For many people neuron is a black-box with spikes-in and spikes-out transfer
function with some randomness thrown in; such people are more into exploring
applications of neural networks in machine-learning, image processing,
neuromorphic computations etc. etc. etc.. For others, especially those who
study memory and computation in brain; neuron is a hugely complex entity with
synapse, ion-channels, and dendrites (parts of neurons) doing complex signalling
at scales from few nano-meters to centimeter range, and few microseconds to
second scales.

To get a grip over such complexity, people are trying to model web of such
complex phenomenon across scales: nano-seconds to days, nano-meters to meter.
Thought time and spatial locations are usually employed scales, one can
definitely think of any abstract scale.
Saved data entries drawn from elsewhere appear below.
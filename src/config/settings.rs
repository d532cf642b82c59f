use std::collections::BTreeMap;
use std::path::PathBuf;
use std::time::Duration;

#[derive(Debug, Clone)]
pub struct SchedulerSettings {
    /// Re-poll interval while a tournament is ongoing or being verified
    pub fast_interval: Duration,
    /// Re-poll interval once a tournament is confirmed quiet
    pub slow_interval: Duration,
    /// Due tournaments are spread over this many runs
    pub rounds: usize,
}

impl Default for SchedulerSettings {
    fn default() -> Self {
        Self {
            fast_interval: Duration::from_secs(8 * 60),
            slow_interval: Duration::from_secs(60 * 60),
            rounds: 2,
        }
    }
}

#[derive(Debug, Clone)]
pub struct FetchSettings {
    pub api_url: String,
    pub user_agent: String,
    pub timeout_secs: u64,
    pub page_limit: usize,
    /// Upper bound on pages per overview page; `None` pages until exhausted
    pub max_pages: Option<usize>,
    pub max_attempts: u32,
    pub backoff_base: Duration,
    pub backoff_jitter: Duration,
    /// Politeness delay between pages of one query
    pub page_delay: Duration,
    /// Pacing delay between tournaments of one batch
    pub tournament_delay: Duration,
}

impl Default for FetchSettings {
    fn default() -> Self {
        Self {
            api_url: "https://lol.fandom.com/api.php".to_string(),
            user_agent: "Mozilla/5.0 (Windows NT 10.0; Win64; x64) AppleWebKit/537.36 (KHTML, like Gecko) Chrome/145.0.0.0 Safari/537.36".to_string(),
            timeout_secs: 30,
            page_limit: 50,
            max_pages: Some(100),
            max_attempts: 3,
            backoff_base: Duration::from_secs(30),
            backoff_jitter: Duration::from_secs(20),
            page_delay: Duration::from_millis(500),
            tournament_delay: Duration::from_secs(1),
        }
    }
}

#[derive(Debug, Clone)]
pub struct AnalysisSettings {
    /// Time-slot hours per region; unlisted regions bucket by raw hour
    pub region_slots: BTreeMap<String, Vec<u32>>,
    /// Number of upcoming dates kept in the schedule
    pub schedule_days: usize,
    /// New totals below this share of the previous total are rolled back
    pub rollback_ratio: f64,
}

impl Default for AnalysisSettings {
    fn default() -> Self {
        let mut region_slots = BTreeMap::new();
        region_slots.insert("LCK".to_string(), vec![16, 18]);
        region_slots.insert("LPL".to_string(), vec![15, 17, 19]);

        Self {
            region_slots,
            schedule_days: 4,
            rollback_ratio: 0.9,
        }
    }
}

#[derive(Debug, Clone)]
pub struct StoreSettings {
    pub database_path: String,
    /// Run-log entries kept; oldest are dropped first
    pub log_capacity: usize,
}

impl Default for StoreSettings {
    fn default() -> Self {
        Self {
            database_path: "match_poller.db".to_string(),
            log_capacity: 100,
        }
    }
}

/// Where `tournaments.json` and `teams.json` come from
#[derive(Debug, Clone)]
pub enum SourceSettings {
    Directory(PathBuf),
    Remote(String),
}

impl Default for SourceSettings {
    fn default() -> Self {
        SourceSettings::Directory(PathBuf::from("config"))
    }
}

#[derive(Debug, Clone, Default)]
pub struct AuthSettings {
    pub username: Option<String>,
    pub password: Option<String>,
}

impl AuthSettings {
    pub fn credentials(&self) -> Option<(&str, &str)> {
        match (self.username.as_deref(), self.password.as_deref()) {
            (Some(user), Some(pass)) if !user.is_empty() && !pass.is_empty() => Some((user, pass)),
            _ => None,
        }
    }
}

#[derive(Debug, Clone, Default)]
pub struct ServerSettings {
    /// Bearer token required by `POST /api/force`; open when unset
    pub admin_token: Option<String>,
}

#[derive(Debug, Clone, Default)]
pub struct AppConfig {
    pub scheduler: SchedulerSettings,
    pub fetch: FetchSettings,
    pub analysis: AnalysisSettings,
    pub store: StoreSettings,
    pub sources: SourceSettings,
    pub auth: AuthSettings,
    pub server: ServerSettings,
}

impl AppConfig {
    pub fn new() -> Self {
        Self::default()
    }

    /// Defaults overridden by environment variables
    pub fn from_env() -> Self {
        Self::from_lookup(|key| std::env::var(key).ok())
    }

    fn from_lookup<F>(lookup: F) -> Self
    where
        F: Fn(&str) -> Option<String>,
    {
        let mut config = Self::new();

        if let Some(path) = lookup("DATABASE_PATH") {
            config.store.database_path = path;
        }
        if let Some(url) = lookup("CONFIG_URL") {
            config.sources = SourceSettings::Remote(url);
        } else if let Some(dir) = lookup("CONFIG_DIR") {
            config.sources = SourceSettings::Directory(PathBuf::from(dir));
        }
        if let Some(url) = lookup("API_URL") {
            config.fetch.api_url = url;
        }
        if let Some(interval) = parse_minutes(&lookup, "FAST_INTERVAL_MINS") {
            config.scheduler.fast_interval = interval;
        }
        if let Some(interval) = parse_minutes(&lookup, "SLOW_INTERVAL_MINS") {
            config.scheduler.slow_interval = interval;
        }
        if let Some(rounds) = parse_var::<usize>(&lookup, "UPDATE_ROUNDS") {
            config.scheduler.rounds = rounds.max(1);
        }

        config.auth.username = lookup("WIKI_USER");
        config.auth.password = lookup("WIKI_PASS");
        config.server.admin_token = lookup("ADMIN_TOKEN").filter(|t| !t.is_empty());
        config
    }
}

fn parse_var<T: std::str::FromStr>(lookup: &impl Fn(&str) -> Option<String>, key: &str) -> Option<T> {
    let raw = lookup(key)?;
    match raw.trim().parse() {
        Ok(value) => Some(value),
        Err(_) => {
            log::warn!("Ignoring invalid {}={}", key, raw);
            None
        }
    }
}

fn parse_minutes(lookup: &impl Fn(&str) -> Option<String>, key: &str) -> Option<Duration> {
    let mins = parse_var::<u64>(lookup, key)?;
    match mins.checked_mul(60) {
        Some(secs) => Some(Duration::from_secs(secs)),
        None => {
            log::warn!("Ignoring out-of-range {}={}", key, mins);
            None
        }
    }
}

#[cfg(test)]
mod tests {
    use super::*;
    use std::collections::HashMap;

    fn lookup_from(pairs: &[(&str, &str)]) -> impl Fn(&str) -> Option<String> {
        let map: HashMap<String, String> = pairs
            .iter()
            .map(|(k, v)| (k.to_string(), v.to_string()))
            .collect();
        move |key| map.get(key).cloned()
    }

    #[test]
    fn test_defaults_without_environment() {
        let config = AppConfig::from_lookup(|_| None);
        assert_eq!(config.scheduler.rounds, 2);
        assert_eq!(config.scheduler.fast_interval, Duration::from_secs(480));
        assert!(matches!(config.sources, SourceSettings::Directory(_)));
        assert!(config.auth.credentials().is_none());
    }

    #[test]
    fn test_environment_overrides() {
        let config = AppConfig::from_lookup(lookup_from(&[
            ("DATABASE_PATH", "/tmp/poller.db"),
            ("CONFIG_URL", "https://example.org/config"),
            ("UPDATE_ROUNDS", "3"),
            ("SLOW_INTERVAL_MINS", "90"),
            ("WIKI_USER", "bot"),
            ("WIKI_PASS", "secret"),
        ]));

        assert_eq!(config.store.database_path, "/tmp/poller.db");
        assert!(matches!(config.sources, SourceSettings::Remote(ref url) if url == "https://example.org/config"));
        assert_eq!(config.scheduler.rounds, 3);
        assert_eq!(config.scheduler.slow_interval, Duration::from_secs(90 * 60));
        assert_eq!(config.auth.credentials(), Some(("bot", "secret")));
    }

    #[test]
    fn test_invalid_numbers_keep_defaults() {
        let config = AppConfig::from_lookup(lookup_from(&[("UPDATE_ROUNDS", "many")]));
        assert_eq!(config.scheduler.rounds, 2);
    }

    #[test]
    fn test_oversized_intervals_keep_defaults() {
        let huge = u64::MAX.to_string();
        let config = AppConfig::from_lookup(lookup_from(&[
            ("FAST_INTERVAL_MINS", huge.as_str()),
            ("SLOW_INTERVAL_MINS", huge.as_str()),
        ]));

        assert_eq!(config.scheduler.fast_interval, Duration::from_secs(480));
        assert_eq!(config.scheduler.slow_interval, Duration::from_secs(3600));
    }
}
Different disciplines -- physics,
biology, environment sciences -- takes on multiscale modelling might differ in
practise; which is natural given that this is an emerging domain.

Various tools exists for neural simulations: genesis (legacy), neuron (most
popular), python-brian (easiest to use and slowest), MOOSE are to name some.
Genesis is almost abandoned now, Neuron is actively built and used. MOOSE was
the fork of genesis which is now a complete standalone simulator with
capabilities to do fine-grain simulator of synapses. It can work with GPU and
openMPI. MOOSE comes with python bindings for scripting and a alpha GUI for
chemical modelling.

If someone wants to use or try out MOOSE, details along with documentation can
be found here http://moose.ncbs.res.in .

Packages can be found at following places:

1. For ubuntu (>= 12.04 (LTS))

$ sudo -E add-apt-repository ppa:dilawar/moose
$ sudo apt-get update
$ sudo apt-get install moose-gui moose-python

You should be able to `import moose` into python. Package moose-gui is bulky and
can be dropped if interested only in python bindings.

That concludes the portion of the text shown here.